### ASSIGNMENT
Copy the records below exactly. Include all of them.

═════ GIVEN RECORDS

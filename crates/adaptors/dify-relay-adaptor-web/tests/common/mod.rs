//! Common test utilities for router E2E tests

#![allow(dead_code)]

use axum::{
    body::Body,
    extract::State,
    http::{HeaderMap, Request, StatusCode},
    response::IntoResponse,
    routing::{get, post},
    Json, Router,
};
use dify_relay_adaptor_web::{build_router, RelayState};
use dify_relay_core::RelayConfig;
use serde::de::DeserializeOwned;
use serde_json::{json, Value};
use std::net::SocketAddr;
use std::sync::Arc;
use std::time::Duration;
use tokio::sync::RwLock;

/// Test API key (long enough to pass normalization)
pub const TEST_API_KEY: &str = "app-test0123456789";

/// Router wired to a proxy-free client with a short timeout
pub fn create_test_router() -> Router {
    create_test_router_with(RelayConfig {
        upstream_timeout: Some(Duration::from_secs(2)),
        ..RelayConfig::default()
    })
}

/// Router with a custom configuration
pub fn create_test_router_with(config: RelayConfig) -> Router {
    let client = reqwest::Client::builder()
        .no_proxy()
        .timeout(Duration::from_secs(2))
        .build()
        .unwrap();
    build_router(RelayState::with_client(config, client))
}

/// POST a JSON body to the router
pub fn json_request(uri: &str, body: &Value) -> Request<Body> {
    Request::builder()
        .method("POST")
        .uri(uri)
        .header("content-type", "application/json")
        .body(Body::from(body.to_string()))
        .unwrap()
}

/// Read a response body as JSON
pub async fn extract_json<T: DeserializeOwned>(response: axum::response::Response) -> T {
    let bytes = axum::body::to_bytes(response.into_body(), usize::MAX)
        .await
        .unwrap();
    serde_json::from_slice(&bytes).unwrap()
}

// ============================================================================
// Mock Dify Server
// ============================================================================

/// State for the mock Dify server
#[derive(Default)]
pub struct MockDifyState {
    /// Bodies received on the chat endpoint
    pub chat_bodies: RwLock<Vec<Value>>,
    /// Authorization headers received
    pub auth_headers: RwLock<Vec<String>>,
}

/// Start a mock Dify server
///
/// - `/v1/chat-messages` answers with a fixed conversation id
/// - `/v1/workflows/run` answers with nested `data.outputs`
/// - `/bad/v1/chat-messages` rejects the key
/// - `/ngrok/v1/chat-messages` serves an interstitial page with status 200
/// - `/health` and `/sick/health` report liveness
pub async fn start_mock_dify() -> (SocketAddr, Arc<MockDifyState>) {
    let state = Arc::new(MockDifyState::default());

    let app = Router::new()
        .route("/v1/chat-messages", post(mock_chat))
        .route("/v1/workflows/run", post(mock_workflow))
        .route("/bad/v1/chat-messages", post(mock_unauthorized))
        .route("/ngrok/v1/chat-messages", post(mock_ngrok_page))
        .route("/health", get(mock_health))
        .route("/sick/health", get(mock_sick))
        .with_state(state.clone());

    let listener = tokio::net::TcpListener::bind("127.0.0.1:0").await.unwrap();
    let addr = listener.local_addr().unwrap();

    tokio::spawn(async move {
        axum::serve(listener, app).await.unwrap();
    });

    (addr, state)
}

async fn mock_chat(
    State(state): State<Arc<MockDifyState>>,
    headers: HeaderMap,
    Json(body): Json<Value>,
) -> impl IntoResponse {
    if let Some(auth) = headers.get("authorization").and_then(|v| v.to_str().ok()) {
        state.auth_headers.write().await.push(auth.to_string());
    }
    let query = body["query"].as_str().unwrap_or_default().to_string();
    state.chat_bodies.write().await.push(body);

    Json(json!({
        "event": "message",
        "message_id": "msg-1",
        "conversation_id": "conv-abc",
        "mode": "chat",
        "answer": format!("echo: {}", query),
        "created_at": 1705395332
    }))
}

async fn mock_workflow(Json(body): Json<Value>) -> impl IntoResponse {
    Json(json!({
        "workflow_run_id": "run-1",
        "task_id": "task-1",
        "data": {
            "status": "succeeded",
            "outputs": { "text": format!("ran: {}", body["inputs"]["query"].as_str().unwrap_or_default()) }
        }
    }))
}

async fn mock_unauthorized() -> impl IntoResponse {
    (
        StatusCode::UNAUTHORIZED,
        Json(json!({
            "code": "unauthorized",
            "message": "Access token is invalid",
            "status": 401
        })),
    )
}

async fn mock_ngrok_page() -> impl IntoResponse {
    (
        StatusCode::OK,
        [("content-type", "text/html")],
        "<!DOCTYPE html><html><body>You are about to visit</body></html>",
    )
}

async fn mock_health() -> impl IntoResponse {
    Json(json!({ "status": "healthy", "model": "test" }))
}

async fn mock_sick() -> impl IntoResponse {
    Json(json!({ "status": "loading" }))
}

══════════

### ANSWER TO THIS EXERCISE
filename crates/adaptors/dify-relay-adaptor-web/tests/common/mod.rs
//! Common test utilities for router E2E tests

#![allow(dead_code)]

use axum::{
    body::Body,
    extract::State,
    http::{HeaderMap, Request, StatusCode},
    response::IntoResponse,
    routing::{get, post},
    Json, Router,
};
use dify_relay_adaptor_web::{build_router, RelayState};
use dify_relay_core::RelayConfig;
use serde::de::DeserializeOwned;
use serde_json::{json, Value};
use std::net::SocketAddr;
use std::sync::Arc;
use std::time::Duration;
use tokio::sync::RwLock;

/// Test API key (long enough to pass normalization)
pub const TEST_API_KEY: &str = "app-test0123456789";

/// Router wired to a proxy-free client with a short timeout
pub fn create_test_router() -> Router {
    create_test_router_with(RelayConfig {
        upstream_timeout: Some(Duration::from_secs(2)),
        ..RelayConfig::default()
    })
}

/// Router with a custom configuration
pub fn create_test_router_with(config: RelayConfig) -> Router {
    let client = reqwest::Client::builder()
        .no_proxy()
        .timeout(Duration::from_secs(2))
        .build()
        .unwrap();
    build_router(RelayState::with_client(config, client))
}

/// POST a JSON body to the router
pub fn json_request(uri: &str, body: &Value) -> Request<Body> {
    Request::builder()
        .method("POST")
        .uri(uri)
        .header("content-type", "application/json")
        .body(Body::from(body.to_string()))
        .unwrap()
}

/// Read a response body as JSON
pub async fn extract_json<T: DeserializeOwned>(response: axum::response::Response) -> T {
    let bytes = axum::body::to_bytes(response.into_body(), usize::MAX)
        .await
        .unwrap();
    serde_json::from_slice(&bytes).unwrap()
}

// ============================================================================
// Mock Dify Server
// ============================================================================

/// State for the mock Dify server
#[derive(Default)]
pub struct MockDifyState {
    /// Bodies received on the chat endpoint
    pub chat_bodies: RwLock<Vec<Value>>,
    /// Authorization headers received
    pub auth_headers: RwLock<Vec<String>>,
}

/// Start a mock Dify server
///
/// - `/v1/chat-messages` answers with a fixed conversation id
/// - `/v1/workflows/run` answers with nested `data.outputs`
/// - `/bad/v1/chat-messages` rejects the key
/// - `/ngrok/v1/chat-messages` serves an interstitial page with status 200
/// - `/health` and `/sick/health` report liveness
pub async fn start_mock_dify() -> (SocketAddr, Arc<MockDifyState>) {
    let state = Arc::new(MockDifyState::default());

    let app = Router::new()
        .route("/v1/chat-messages", post(mock_chat))
        .route("/v1/workflows/run", post(mock_workflow))
        .route("/bad/v1/chat-messages", post(mock_unauthorized))
        .route("/ngrok/v1/chat-messages", post(mock_ngrok_page))
        .route("/health", get(mock_health))
        .route("/sick/health", get(mock_sick))
        .with_state(state.clone());

    let listener = tokio::net::TcpListener::bind("127.0.0.1:0").await.unwrap();
    let addr = listener.local_addr().unwrap();

    tokio::spawn(async move {
        axum::serve(listener, app).await.unwrap();
    });

    (addr, state)
}

async fn mock_chat(
    State(state): State<Arc<MockDifyState>>,
    headers: HeaderMap,
    Json(body): Json<Value>,
) -> impl IntoResponse {
    if let Some(auth) = headers.get("authorization").and_then(|v| v.to_str().ok()) {
        state.auth_headers.write().await.push(auth.to_string());
    }
    let query = body["query"].as_str().unwrap_or_default().to_string();
    state.chat_bodies.write().await.push(body);

    Json(json!({
        "event": "message",
        "message_id": "msg-1",
        "conversation_id": "conv-abc",
        "mode": "chat",
        "answer": format!("echo: {}", query),
        "created_at": 1705395332
    }))
}

async fn mock_workflow(Json(body): Json<Value>) -> impl IntoResponse {
    Json(json!({
        "workflow_run_id": "run-1",
        "task_id": "task-1",
        "data": {
            "status": "succeeded",
            "outputs": { "text": format!("ran: {}", body["inputs"]["query"].as_str().unwrap_or_default()) }
        }
    }))
}

async fn mock_unauthorized() -> impl IntoResponse {
    (
        StatusCode::UNAUTHORIZED,
        Json(json!({
            "code": "unauthorized",
            "message": "Access token is invalid",
            "status": 401
        })),
    )
}

async fn mock_ngrok_page() -> impl IntoResponse {
    (
        StatusCode::OK,
        [("content-type", "text/html")],
        "<!DOCTYPE html><html><body>You are about to visit</body></html>",
    )
}

async fn mock_health() -> impl IntoResponse {
    Json(json!({ "status": "healthy", "model": "test" }))
}

async fn mock_sick() -> impl IntoResponse {
    Json(json!({ "status": "loading" }))
}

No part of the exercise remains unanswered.